What the task requires: Quote exactly the lines from the start of the entries to the one with "impl<'r> FromRequest<'r> for HookRequest", both ends included.
Top of Records shown
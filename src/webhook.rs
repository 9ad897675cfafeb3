use rocket::{
    State,
    data::{Data, ToByteUnit},
    http::Status,
    post,
    request::{self, FromRequest, Request},
    serde::json::Json,
};
use tracing::{debug, info, warn};

use crate::AppState;
use crate::error::{HookError, Rejection, StoreError};
use crate::payload::{HookHeaders, InboundHook, ParsedHook};
use crate::policy;
use crate::provider::HOOK_ID_PARAM;
use crate::trigger::{self, Origin};
use crate::types::{ApiError, ObjectKey};

const SECRET_PARAM: &str = "secret";

/// Headers and callback query parameters of a delivery.
pub struct HookRequest {
    pub headers: HookHeaders,
    pub watch_id: Option<String>,
    pub secret: Option<String>,
}

#[rocket::async_trait]
impl<'r> FromRequest<'r> for HookRequest {
    type Error = ();

    async fn from_request(request: &'r Request<'_>) -> request::Outcome<Self, Self::Error> {
        let mut headers = HookHeaders::default();
        for header in request.headers().iter() {
            headers.insert(header.name().as_str(), header.value());
        }
        let query = |name: &str| {
            request
                .query_value::<&str>(name)
                .and_then(Result::ok)
                .map(str::to_string)
        };

        request::Outcome::Success(HookRequest {
            headers,
            watch_id: query(HOOK_ID_PARAM),
            secret: query(SECRET_PARAM),
        })
    }
}

/// What an accepted delivery amounted to.
#[derive(Debug)]
pub enum Delivery {
    Ping,
    Triggered(ObjectKey),
}

pub fn error_response(err: &HookError) -> (Status, Json<ApiError>) {
    let status = err.status_code();
    (status, Json(ApiError::new(status.code, err.to_string())))
}

/// Handler for POST /hooks
#[post("/hooks", data = "<data>")]
pub async fn receive(
    state: &State<AppState>,
    request: HookRequest,
    data: Data<'_>,
) -> Result<Status, (Status, Json<ApiError>)> {
    let body = match data.open(5.megabytes()).into_bytes().await {
        Ok(bytes) if bytes.is_complete() => bytes.into_inner(),
        Ok(_) => return Err(error_response(&HookError::Decode("payload too large".into()))),
        Err(err) => return Err(error_response(&HookError::decode(err))),
    };

    let watch = request.watch_id.as_deref().unwrap_or_default();
    match dispatch(state, &request, &body).await {
        Ok(Delivery::Ping) => {
            debug!(watch, "ping acknowledged");
            Ok(Status::Ok)
        }
        Ok(Delivery::Triggered(trigger)) => {
            debug!(watch, trigger = %trigger, "delivery accepted");
            Ok(Status::Ok)
        }
        Err(err @ HookError::Rejected(_)) => {
            info!(watch, reason = %err, "delivery rejected");
            Err(error_response(&err))
        }
        Err(err) => {
            warn!(watch, error = %err, status = err.status_code().code, "delivery failed");
            Err(error_response(&err))
        }
    }
}

/// Resolve watch and host, authenticate, decode, evaluate, emit.
pub async fn dispatch(state: &AppState, request: &HookRequest, body: &[u8]) -> Result<Delivery, HookError> {
    let key = request
        .watch_id
        .as_deref()
        .and_then(ObjectKey::parse)
        .ok_or_else(|| HookError::Decode(format!("missing {HOOK_ID_PARAM} parameter")))?;
    let watch = match state.store().watches.get(&key).await {
        Ok(watch) => watch,
        Err(StoreError::NotFound { .. }) => return Err(HookError::WatchNotFound(key.to_string())),
        Err(err) => return Err(err.into()),
    };
    if !watch.spec.enabled {
        return Err(Rejection::ReceiverDisabled.into());
    }

    let client = state.registry().client_for(&watch)?;
    if !client.supports_hooks() {
        return Err(HookError::UnknownProvider(format!("{} does not accept webhooks", client.kind())));
    }
    let hook = InboundHook {
        headers: &request.headers,
        query_secret: request.secret.as_deref(),
        body,
    };
    debug!(watch = %key, provider = %client.kind(), scheme = ?client.scheme(), "verifying delivery");
    client.verify(&watch, &hook)?;

    let event = match client.parse(&hook)? {
        ParsedHook::Ping => return Ok(Delivery::Ping),
        ParsedHook::Event(event) => event,
    };
    policy::evaluate(&watch, &event)?;
    let emitted = trigger::emit(
        state.store().triggers.as_ref(),
        &watch,
        client.kind(),
        event,
        Origin::Webhook,
    )
    .await?;
    Ok(Delivery::Triggered(emitted.trigger.metadata.key()))
}

#[cfg(test)]
pub(crate) mod tests {
    use super::*;
    use crate::build_rocket;
    use crate::config::Settings;
    use crate::lifecycle::tests::{github_host, lifecycle};
    use crate::payload::bitbucket_server::fixtures as bitbucket_server;
    use crate::payload::github::fixtures;
    use crate::provider::testing::watch;
    use crate::signature::sign_sha256;
    use crate::types::{EventKind, Watch};
    use rocket::http::Header;
    use rocket::local::asynchronous::{Client, LocalResponse};

    pub const ADMIN_TOKEN: &str = "admin-secret";
    const SECRET: &str = "s3cret";

    pub fn test_state() -> AppState {
        let settings = Settings::from_lookup(|name| match name {
            "ADMIN_TOKEN" => Some(ADMIN_TOKEN.to_string()),
            "SEED_FILE" => Some(
                std::env::temp_dir()
                    .join(format!("gitwatcher-test-{}.json", uuid::Uuid::new_v4()))
                    .display()
                    .to_string(),
            ),
            _ => None,
        })
        .unwrap();
        AppState {
            settings,
            lifecycle: lifecycle(github_host(Default::default())),
        }
    }

    pub async fn client_with(watches: Vec<Watch>) -> Client {
        let state = test_state();
        for w in watches {
            state.store().watches.create(w).await.unwrap();
        }
        Client::tracked(build_rocket(state)).await.unwrap()
    }

    fn registered_watch() -> Watch {
        let mut w = watch("https://github.com/acme/app");
        w.status.token = Some(SECRET.into());
        w
    }

    async fn deliver(client: &Client, query: &str, event: &str, body: &str, secret: &str) -> (Status, String) {
        let response = client
            .post(format!("/hooks{query}"))
            .header(Header::new("X-GitHub-Event", event.to_string()))
            .header(Header::new("X-Hub-Signature-256", sign_sha256(secret.as_bytes(), body.as_bytes())))
            .body(body)
            .dispatch()
            .await;
        let status = response.status();
        (status, response.into_string().await.unwrap_or_default())
    }

    async fn deliver_bitbucket_server<'c>(client: &'c Client, body: &str, secret: &str) -> LocalResponse<'c> {
        client
            .post(format!("/hooks{QUERY}"))
            .header(Header::new("X-Event-Key", "repo:refs_changed"))
            .header(Header::new("X-Hub-Signature", sign_sha256(secret.as_bytes(), body.as_bytes())))
            .body(body.to_string())
            .dispatch()
            .await
    }

    fn state_of(client: &Client) -> &AppState {
        client.rocket().state::<AppState>().unwrap()
    }

    const QUERY: &str = "?gitwebhookId=team-a:app";

    #[rocket::async_test]
    async fn signed_push_creates_trigger() {
        let client = client_with(vec![registered_watch()]).await;
        let body = fixtures::push("refs/heads/main", "9fceb02d0ae598e95dc970b74767f19372d61af8");

        let (status, text) = deliver(&client, QUERY, "push", &body, SECRET).await;
        assert_eq!(status, Status::Ok);
        assert!(text.is_empty());

        let triggers = state_of(&client).store().triggers.list().await.unwrap();
        assert_eq!(triggers.len(), 1);
        assert_eq!(triggers[0].spec.event.kind, EventKind::Push);
        assert_eq!(triggers[0].spec.event.branch.as_deref(), Some("main"));
        assert_eq!(
            triggers[0].spec.event.commit.as_deref(),
            Some("9fceb02d0ae598e95dc970b74767f19372d61af8")
        );
        assert!(triggers[0].metadata.name.starts_with("app-"));
    }

    #[rocket::async_test]
    async fn replayed_delivery_creates_second_trigger() {
        let client = client_with(vec![registered_watch()]).await;
        let body = fixtures::push("refs/heads/main", "9fceb02d0ae598e95dc970b74767f19372d61af8");
        deliver(&client, QUERY, "push", &body, SECRET).await;
        deliver(&client, QUERY, "push", &body, SECRET).await;
        assert_eq!(state_of(&client).store().triggers.list().await.unwrap().len(), 2);
    }

    #[rocket::async_test]
    async fn bad_signature_is_401_with_error_body() {
        let client = client_with(vec![registered_watch()]).await;
        let body = fixtures::push("refs/heads/main", "9fceb02d0ae598e95dc970b74767f19372d61af8");

        let (status, text) = deliver(&client, QUERY, "push", &body, "wrong").await;
        assert_eq!(status, Status::Unauthorized);
        let error: ApiError = serde_json::from_str(&text).unwrap();
        assert_eq!(error.kind, "error");
        assert_eq!(error.code, 401);
        assert!(state_of(&client).store().triggers.list().await.unwrap().is_empty());
    }

    #[rocket::async_test]
    async fn bitbucket_server_bad_signature_is_422() {
        let mut w = watch("https://bitbucket.example.com/scm/PRJ/app.git");
        w.status.token = Some(SECRET.into());
        let client = client_with(vec![w]).await;
        let body = bitbucket_server::refs_changed("refs/heads/main", "UPDATE");

        let refused = deliver_bitbucket_server(&client, &body, "wrong").await;
        assert_eq!(refused.status(), Status::UnprocessableEntity);
        let error: ApiError = serde_json::from_str(&refused.into_string().await.unwrap()).unwrap();
        assert_eq!(error.code, 422);
        assert!(state_of(&client).store().triggers.list().await.unwrap().is_empty());

        assert_eq!(deliver_bitbucket_server(&client, &body, SECRET).await.status(), Status::Ok);
        let triggers = state_of(&client).store().triggers.list().await.unwrap();
        assert_eq!(triggers.len(), 1);
        assert_eq!(
            triggers[0].spec.event.commit.as_deref(),
            Some("178864a7d521b6f5e720b386b2c2b0ef8563e0dc")
        );
    }

    #[rocket::async_test]
    async fn routing_failures() {
        let mut disabled = registered_watch();
        disabled.metadata.name = "off".into();
        disabled.spec.enabled = false;
        let client = client_with(vec![registered_watch(), disabled]).await;
        let body = fixtures::push("refs/heads/main", "9fceb02d0ae598e95dc970b74767f19372d61af8");

        assert_eq!(deliver(&client, "", "push", &body, SECRET).await.0, Status::BadRequest);
        assert_eq!(
            deliver(&client, "?gitwebhookId=team-a:missing", "push", &body, SECRET).await.0,
            Status::NotFound
        );
        assert_eq!(
            deliver(&client, "?gitwebhookId=team-a:off", "push", &body, SECRET).await.0,
            Status::UnprocessableEntity
        );
    }

    #[rocket::async_test]
    async fn policy_rejection_is_451() {
        let mut w = registered_watch();
        w.spec.push = false;
        let client = client_with(vec![w]).await;
        let body = fixtures::push("refs/heads/main", "9fceb02d0ae598e95dc970b74767f19372d61af8");

        let (status, text) = deliver(&client, QUERY, "push", &body, SECRET).await;
        assert_eq!(status.code, 451);
        assert!(text.contains("disabled"));
    }

    #[rocket::async_test]
    async fn ping_and_garbage() {
        let client = client_with(vec![registered_watch()]).await;
        assert_eq!(deliver(&client, QUERY, "ping", "{}", SECRET).await.0, Status::Ok);
        assert_eq!(deliver(&client, QUERY, "push", "not json", SECRET).await.0, Status::BadRequest);
        assert!(state_of(&client).store().triggers.list().await.unwrap().is_empty());
    }
}
use chrono::DateTime;
use rocket::{
    State, delete, get,
    http::Status,
    post, put,
    request::{self, FromRequest, Request},
    serde::json::Json,
};
use tracing::info;

use crate::AppState;
use crate::config::save_seed;
use crate::error::StoreError;
use crate::policy;
use crate::store::{apply, update_with_retry};
use crate::types::{
    ApiError, ApiResponse, Credential, CredentialRequest, HandledRequest, ObjectKey, ObjectMeta,
    Trigger, Watch, WatchRequest, WatchStatus,
};
use crate::webhook::error_response;

const TOKEN_HEADER: &str = "x-admin-token";

type AdminResult<T> = Result<Json<T>, (Status, Json<ApiError>)>;

// Admin token guard
pub struct AdminToken;

#[rocket::async_trait]
impl<'r> FromRequest<'r> for AdminToken {
    type Error = ();

    async fn from_request(request: &'r Request<'_>) -> request::Outcome<Self, Self::Error> {
        let admin_token = request
            .rocket()
            .state::<AppState>()
            .map(|state| state.settings.admin_token.as_str())
            .unwrap_or_default();
        if admin_token.is_empty() {
            return request::Outcome::Error((Status::InternalServerError, ()));
        }

        match request.headers().get_one(TOKEN_HEADER) {
            Some(token) if token == admin_token => request::Outcome::Success(AdminToken),
            _ => request::Outcome::Error((Status::Unauthorized, ())),
        }
    }
}

fn bad_request(message: impl Into<String>) -> (Status, Json<ApiError>) {
    (Status::BadRequest, Json(ApiError::new(Status::BadRequest.code, message)))
}

fn store_failure(err: StoreError) -> (Status, Json<ApiError>) {
    let status = match err {
        StoreError::NotFound { .. } => Status::NotFound,
        StoreError::Conflict { .. } | StoreError::AlreadyExists { .. } => Status::Conflict,
        StoreError::Unavailable(_) => Status::ServiceUnavailable,
    };
    (status, Json(ApiError::new(status.code, err.to_string())))
}

fn key_for(namespace: Option<String>, name: String) -> Result<ObjectKey, (Status, Json<ApiError>)> {
    let namespace = namespace
        .filter(|ns| !ns.is_empty())
        .unwrap_or_else(|| ObjectKey::DEFAULT_NAMESPACE.to_string());
    if name.is_empty() || name.contains(':') || namespace.contains(':') {
        return Err(bad_request("name and namespace must be non-empty and must not contain ':'"));
    }
    Ok(ObjectKey::new(namespace, name))
}

/// List all watches
#[get("/watches")]
pub async fn list_watches(_admin: AdminToken, state: &State<AppState>) -> AdminResult<Vec<Watch>> {
    let mut watches = state.store().watches.list().await.map_err(store_failure)?;
    for watch in &mut watches {
        watch.status.hook_state = state.lifecycle.hook_state(watch);
    }
    Ok(Json(watches))
}

/// Add or update a watch. Updating keeps the recorded hook.
#[post("/watches", data = "<request>")]
pub async fn apply_watch(
    _admin: AdminToken,
    state: &State<AppState>,
    request: Json<WatchRequest>,
) -> AdminResult<Watch> {
    let WatchRequest { namespace, name, spec } = request.into_inner();
    let key = key_for(namespace, name)?;
    if spec.repository_url.trim().is_empty() {
        return Err(bad_request("repositoryUrl is required"));
    }
    policy::validate(&spec).map_err(|e| bad_request(e.to_string()))?;

    let candidate = Watch {
        metadata: ObjectMeta::new(key.namespace.clone(), key.name.clone()),
        spec,
        status: WatchStatus::default(),
    };
    state
        .registry()
        .client_for(&candidate)
        .map_err(|e| bad_request(e.to_string()))?;

    let watches = state.store().watches.as_ref();
    let stored = match watches.get(&key).await {
        Ok(_) => {
            update_with_retry(watches, &key, |w| {
                if w.spec == candidate.spec {
                    return false;
                }
                w.spec = candidate.spec.clone();
                w.status.last_error = None;
                true
            })
            .await
        }
        Err(StoreError::NotFound { .. }) => watches.create(candidate.clone()).await,
        Err(err) => Err(err),
    }
    .map_err(store_failure)?;

    save_seed(state.store(), &state.settings.seed_file).await;
    info!(watch = %key, "watch applied");
    Ok(Json(stored))
}

/// Delete a watch and its remote hook
#[delete("/watches/<namespace>/<name>")]
pub async fn delete_watch(
    _admin: AdminToken,
    state: &State<AppState>,
    namespace: &str,
    name: &str,
) -> AdminResult<ApiResponse> {
    let key = ObjectKey::new(namespace, name);
    state
        .lifecycle
        .remove_watch(&key)
        .await
        .map_err(|e| error_response(&e))?;

    save_seed(state.store(), &state.settings.seed_file).await;
    info!(watch = %key, "watch removed");
    Ok(Json(ApiResponse {
        success: true,
        message: format!("Watch {key} removed successfully"),
    }))
}

/// Add or replace a credential
#[post("/credentials", data = "<request>")]
pub async fn apply_credential(
    _admin: AdminToken,
    state: &State<AppState>,
    request: Json<CredentialRequest>,
) -> AdminResult<ApiResponse> {
    let request = request.into_inner();
    let key = key_for(request.namespace, request.name)?;
    if request.access_token.is_empty() {
        return Err(bad_request("accessToken is required"));
    }
    if let Some(expiry) = request.expiry.as_deref().filter(|e| !e.is_empty()) {
        DateTime::parse_from_rfc3339(expiry)
            .map_err(|e| bad_request(format!("expiry must be RFC 3339: {e}")))?;
    }

    let credential = Credential {
        metadata: ObjectMeta::new(key.namespace.clone(), key.name.clone()),
        provider: request.provider,
        access_token: request.access_token,
        refresh_token: request.refresh_token,
        expiry: request.expiry,
    };
    apply(state.store().credentials.as_ref(), credential)
        .await
        .map_err(store_failure)?;

    save_seed(state.store(), &state.settings.seed_file).await;
    info!(credential = %key, "credential applied");
    Ok(Json(ApiResponse {
        success: true,
        message: format!("Credential {key} configured successfully"),
    }))
}

/// List all triggers
#[get("/triggers")]
pub async fn list_triggers(_admin: AdminToken, state: &State<AppState>) -> AdminResult<Vec<Trigger>> {
    let triggers = state.store().triggers.list().await.map_err(store_failure)?;
    Ok(Json(triggers))
}

/// Record the outcome of a trigger; the commit status follows.
#[put("/triggers/<namespace>/<name>/handled", data = "<request>")]
pub async fn set_handled(
    _admin: AdminToken,
    state: &State<AppState>,
    namespace: &str,
    name: &str,
    request: Json<HandledRequest>,
) -> AdminResult<Trigger> {
    let key = ObjectKey::new(namespace, name);
    let HandledRequest { handled, status_url } = request.into_inner();
    let trigger = update_with_retry(state.store().triggers.as_ref(), &key, |t| {
        let url_unchanged = status_url.is_none() || t.status.status_url == status_url;
        if t.status.handled == handled && url_unchanged {
            return false;
        }
        t.status.handled = handled;
        if status_url.is_some() {
            t.status.status_url = status_url.clone();
        }
        true
    })
    .await
    .map_err(store_failure)?;

    info!(trigger = %key, ?handled, "trigger outcome recorded");
    Ok(Json(trigger))
}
Bottom of Records shown
Response to the task:
filename src/webhook.rs
repository 9ad897675cfafeb3
use rocket::{
    State,
    data::{Data, ToByteUnit},
    http::Status,
    post,
    request::{self, FromRequest, Request},
    serde::json::Json,
};
use tracing::{debug, info, warn};

use crate::AppState;
use crate::error::{HookError, Rejection, StoreError};
use crate::payload::{HookHeaders, InboundHook, ParsedHook};
use crate::policy;
use crate::provider::HOOK_ID_PARAM;
use crate::trigger::{self, Origin};
use crate::types::{ApiError, ObjectKey};

const SECRET_PARAM: &str = "secret";

/// Headers and callback query parameters of a delivery.
pub struct HookRequest {
    pub headers: HookHeaders,
    pub watch_id: Option<String>,
    pub secret: Option<String>,
}

#[rocket::async_trait]
impl<'r> FromRequest<'r> for HookRequest {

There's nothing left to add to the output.